If a line in the data below includes the string "Some", please return a copy of it.

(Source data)
[Start of Attachment]
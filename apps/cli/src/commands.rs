//! CLI command definitions, routing, and tracing setup.

use std::path::{Path, PathBuf};
use std::sync::Arc;

use clap::{Parser, Subcommand};
use color_eyre::eyre::{Result, eyre};
use indicatif::{ProgressBar, ProgressStyle};
use serde_json::{Value, json};
use tiki_core::{Pipeline, ProgressReporter};
use tiki_server::upload::save_upload;
use tiki_shared::{
    AppConfig, DatasetRecord, Job, JobId, JobStatus, TikiError, init_config, load_config,
    load_config_from,
};
use tiki_storage::Storage;
use tracing::info;

// ---------------------------------------------------------------------------
// CLI structure
// ---------------------------------------------------------------------------

/// Tiki: turn documents into DCAT-AP dataset records.
#[derive(Parser)]
#[command(
    name = "tiki",
    version,
    about = "Extract, enrich and publish document metadata as DCAT-AP JSON-LD.",
    long_about = None,
)]
pub(crate) struct Cli {
    /// Log format: text (default) or json.
    #[arg(long, default_value = "text", global = true)]
    pub log_format: LogFormat,

    /// Verbosity level (-v, -vv).
    #[arg(short, long, action = clap::ArgAction::Count, global = true)]
    pub verbose: u8,

    /// Config file to use instead of ~/.tiki/tiki.toml.
    #[arg(long, global = true)]
    pub config: Option<PathBuf>,

    #[command(subcommand)]
    pub command: Command,
}

/// Log output format.
#[derive(Clone, Debug, clap::ValueEnum)]
pub(crate) enum LogFormat {
    Text,
    Json,
}

/// Top-level CLI subcommands.
#[derive(Subcommand)]
pub(crate) enum Command {
    /// Serve the HTTP API.
    Serve {
        /// Address to bind (overrides `[server] bind`).
        #[arg(long)]
        bind: Option<String>,
    },

    /// Run the pipeline on a local file and print the record.
    Enrich {
        /// Document to process.
        file: PathBuf,
    },

    /// Show a job and its record.
    Show {
        /// Job ID.
        id: String,
    },

    /// Set a field on a job's record.
    Edit {
        /// Job ID.
        id: String,

        /// Field name on the dataset node (e.g. dct:license).
        #[arg(long)]
        field: String,

        /// New value. Parsed as JSON, falling back to a plain string.
        #[arg(long)]
        value: String,
    },

    /// Mark a job's record as finalized.
    Finalize {
        /// Job ID.
        id: String,
    },

    /// List jobs, newest first.
    List {
        /// Maximum number of jobs to show.
        #[arg(long, default_value = "20")]
        limit: u32,
    },

    /// Configuration management.
    Config {
        /// Config subcommand.
        #[command(subcommand)]
        action: ConfigAction,
    },
}

/// Config subcommands.
#[derive(Subcommand)]
pub(crate) enum ConfigAction {
    /// Initialize config file with defaults.
    Init,
    /// Show resolved configuration.
    Show,
}

// ---------------------------------------------------------------------------
// Tracing setup
// ---------------------------------------------------------------------------

/// Initialize tracing based on CLI flags.
pub(crate) fn init_tracing(cli: &Cli) {
    use tracing_subscriber::{EnvFilter, fmt};

    let filter = match cli.verbose {
        0 => "tiki=info,tower_http=info",
        1 => "tiki=debug,tower_http=debug",
        _ => "tiki=trace,tower_http=trace",
    };

    let env_filter = EnvFilter::try_from_default_env().unwrap_or_else(|_| EnvFilter::new(filter));

    // Logs go to stderr so command output on stdout stays machine-readable.
    match cli.log_format {
        LogFormat::Text => {
            fmt()
                .with_env_filter(env_filter)
                .with_target(false)
                .with_writer(std::io::stderr)
                .init();
        }
        LogFormat::Json => {
            fmt()
                .json()
                .with_env_filter(env_filter)
                .with_writer(std::io::stderr)
                .init();
        }
    }
}

// ---------------------------------------------------------------------------
// Command dispatch
// ---------------------------------------------------------------------------

/// Run the CLI command.
pub(crate) async fn run(cli: Cli) -> Result<()> {
    let config_path = cli.config.as_deref();
    match cli.command {
        Command::Serve { bind } => cmd_serve(config_path, bind).await,
        Command::Enrich { file } => cmd_enrich(config_path, &file).await,
        Command::Show { id } => cmd_show(config_path, &id).await,
        Command::Edit { id, field, value } => cmd_edit(config_path, &id, &field, &value).await,
        Command::Finalize { id } => cmd_finalize(config_path, &id).await,
        Command::List { limit } => cmd_list(config_path, limit).await,
        Command::Config { action } => match action {
            ConfigAction::Init => cmd_config_init().await,
            ConfigAction::Show => cmd_config_show(config_path).await,
        },
    }
}

/// Load the config from `--config` or the default location, with env
/// overrides applied.
fn resolve_config(path: Option<&Path>) -> Result<AppConfig> {
    let config = match path {
        Some(path) => {
            let mut config = load_config_from(path)?;
            config.apply_env_overrides();
            config.validate()?;
            config
        }
        None => load_config()?,
    };
    Ok(config)
}

async fn open_storage(config: &AppConfig) -> Result<Storage> {
    Ok(Storage::open(Path::new(&config.storage.database_path)).await?)
}

fn parse_job_id(raw: &str) -> Result<JobId> {
    raw.parse()
        .map_err(|e| eyre!("invalid job id '{raw}': {e}"))
}

/// Interpret `--value` as JSON when it parses, otherwise as a string.
fn parse_value(raw: &str) -> Value {
    serde_json::from_str(raw).unwrap_or_else(|_| Value::String(raw.to_string()))
}

fn print_json(value: &Value) -> Result<()> {
    println!("{}", serde_json::to_string_pretty(value)?);
    Ok(())
}

// ---------------------------------------------------------------------------
// Command handlers
// ---------------------------------------------------------------------------

async fn cmd_serve(config_path: Option<&Path>, bind: Option<String>) -> Result<()> {
    let mut config = resolve_config(config_path)?;
    if let Some(bind) = bind {
        config.server.bind = bind;
    }

    println!("Serving Tiki API on http://{}", config.server.bind);
    tiki_server::serve(&config).await?;
    Ok(())
}

async fn cmd_enrich(config_path: Option<&Path>, file: &Path) -> Result<()> {
    let config = resolve_config(config_path)?;

    let bytes = tokio::fs::read(file)
        .await
        .map_err(|e| TikiError::io(file, e))?;
    let filename = file
        .file_name()
        .map(|n| n.to_string_lossy().to_string())
        .ok_or_else(|| eyre!("'{}' has no file name", file.display()))?;

    let storage = Arc::new(open_storage(&config).await?);
    let pipeline = Pipeline::from_config(&config, storage.clone())?;

    let stored = save_upload(Path::new(&config.storage.media_dir), &filename, &bytes).await?;
    let job = Job::new(stored.to_string_lossy(), filename, bytes.len() as u64);
    storage.create_job(&job).await?;

    info!(
        job_id = %job.id,
        file = %file.display(),
        enrichment = pipeline.enrichment_enabled(),
        "enriching document"
    );

    let reporter = CliProgress::new();
    let record = pipeline.run(&job, &reporter).await?;

    print_json(&json!({
        "id": job.id.to_string(),
        "status": JobStatus::Completed,
        "jsonld": record.jsonld,
        "empty_fields": record.empty_fields,
    }))
}

async fn cmd_show(config_path: Option<&Path>, raw_id: &str) -> Result<()> {
    let config = resolve_config(config_path)?;
    let storage = open_storage(&config).await?;
    let id = parse_job_id(raw_id)?;

    let job = storage
        .get_job(&id)
        .await?
        .ok_or_else(|| eyre!("job {id} not found"))?;

    let mut out = json!({
        "id": job.id.to_string(),
        "status": job.status,
        "original_filename": job.original_filename,
        "file_size": job.file_size,
        "created_at": job.created_at,
        "updated_at": job.updated_at,
    });

    if let Some(message) = &job.error_message {
        out["error"] = json!(message);
    }
    if let Some(record) = storage.get_dataset_record(&id).await? {
        out["jsonld"] = record.merged_jsonld();
        out["empty_fields"] = json!(record.empty_fields);
        out["is_finalized"] = json!(record.is_finalized);
    }

    print_json(&out)
}

async fn cmd_edit(config_path: Option<&Path>, raw_id: &str, field: &str, value: &str) -> Result<()> {
    if field.is_empty() {
        return Err(eyre!("--field must not be empty"));
    }
    let value = parse_value(value);
    if value.is_null() {
        return Err(eyre!("--value must not be null"));
    }

    let config = resolve_config(config_path)?;
    let storage = open_storage(&config).await?;
    let id = parse_job_id(raw_id)?;

    let record: DatasetRecord = storage.apply_field_edit(&id, field, value).await?;
    info!(job_id = %id, field, "field edited");

    print_json(&json!({
        "id": id.to_string(),
        "jsonld": record.merged_jsonld(),
        "empty_fields": record.empty_fields,
    }))
}

async fn cmd_finalize(config_path: Option<&Path>, raw_id: &str) -> Result<()> {
    let config = resolve_config(config_path)?;
    let storage = open_storage(&config).await?;
    let id = parse_job_id(raw_id)?;

    storage.set_finalized(&id, true).await?;
    println!("Record for job {id} finalized.");
    Ok(())
}

async fn cmd_list(config_path: Option<&Path>, limit: u32) -> Result<()> {
    let config = resolve_config(config_path)?;
    let storage = open_storage(&config).await?;

    let jobs = storage.list_jobs(limit).await?;
    if jobs.is_empty() {
        println!("No jobs yet.");
        return Ok(());
    }

    for job in jobs {
        println!(
            "{}  {:<10}  {}  {}",
            job.id,
            job.status.as_str(),
            job.created_at.format("%Y-%m-%d %H:%M"),
            job.original_filename
        );
    }
    Ok(())
}

async fn cmd_config_init() -> Result<()> {
    let path = init_config()?;
    println!("Config initialized at: {}", path.display());
    Ok(())
}

async fn cmd_config_show(config_path: Option<&Path>) -> Result<()> {
    let config = resolve_config(config_path)?;
    let toml_str = toml::to_string_pretty(&config)?;
    println!("{toml_str}");
    Ok(())
}

// ---------------------------------------------------------------------------
// CLI progress reporter
// ---------------------------------------------------------------------------

/// CLI progress reporter using an indicatif spinner.
struct CliProgress {
    spinner: ProgressBar,
}

impl CliProgress {
    fn new() -> Self {
        let spinner = ProgressBar::new_spinner();
        let style = ProgressStyle::with_template("{spinner:.cyan} {msg}")
            .unwrap_or_else(|_| ProgressStyle::default_spinner())
            .tick_strings(&["⠋", "⠙", "⠹", "⠸", "⠼", "⠴", "⠦", "⠧", "⠇", "⠏"]);
        spinner.set_style(style);
        spinner.enable_steady_tick(std::time::Duration::from_millis(80));
        spinner.set_message("Starting");
        Self { spinner }
    }
}

impl ProgressReporter for CliProgress {
    fn stage(&self, job: &Job, status: JobStatus) {
        let message = match status {
            JobStatus::Extracting => format!("Extracting text from {}", job.original_filename),
            JobStatus::Enriching => "Asking the model for themes and keywords".to_string(),
            JobStatus::Completed => "Building DCAT-AP record".to_string(),
            other => other.to_string(),
        };
        self.spinner.set_message(message);
    }

    fn done(&self, _job: &Job, _record: &DatasetRecord) {
        self.spinner.finish_and_clear();
    }

    fn failed(&self, job: &Job, error: &TikiError) {
        self.spinner
            .abandon_with_message(format!("{} failed: {error}", job.original_filename));
    }
}

#[cfg(test)]
mod tests {
    use super::*;

    #[test]
    fn value_parsing_prefers_json() {
        assert_eq!(parse_value("42"), json!(42));
        assert_eq!(parse_value(r#"{"@id": "x"}"#), json!({"@id": "x"}));
        assert_eq!(parse_value("\"quoted\""), json!("quoted"));
        assert_eq!(
            parse_value("https://creativecommons.org/licenses/by/4.0/"),
            json!("https://creativecommons.org/licenses/by/4.0/")
        );
    }

    #[test]
    fn edit_arguments_parse() {
        let cli = Cli::try_parse_from([
            "tiki",
            "edit",
            "0190f2c4-0000-7000-8000-000000000000",
            "--field",
            "dct:license",
            "--value",
            "CC-BY-4.0",
        ])
        .unwrap();
        match cli.command {
            Command::Edit { field, value, .. } => {
                assert_eq!(field, "dct:license");
                assert_eq!(value, "CC-BY-4.0");
            }
            _ => panic!("expected edit"),
        }
    }

    #[test]
    fn global_flags_follow_subcommand() {
        let cli = Cli::try_parse_from(["tiki", "list", "-vv", "--config", "/tmp/tiki.toml"]).unwrap();
        assert_eq!(cli.verbose, 2);
        assert_eq!(cli.config.as_deref(), Some(Path::new("/tmp/tiki.toml")));
    }

    #[test]
    fn invalid_job_id_is_reported() {
        assert!(parse_job_id("nope").is_err());
    }
}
[End of Attachment]
* **THE ANSWER**:
        Some(path) => {
    if let Some(bind) = bind {
    if let Some(message) = &job.error_message {
    if let Some(record) = storage.get_dataset_record(&id).await? {
        assert_eq!(cli.config.as_deref(), Some(Path::new("/tmp/tiki.toml")));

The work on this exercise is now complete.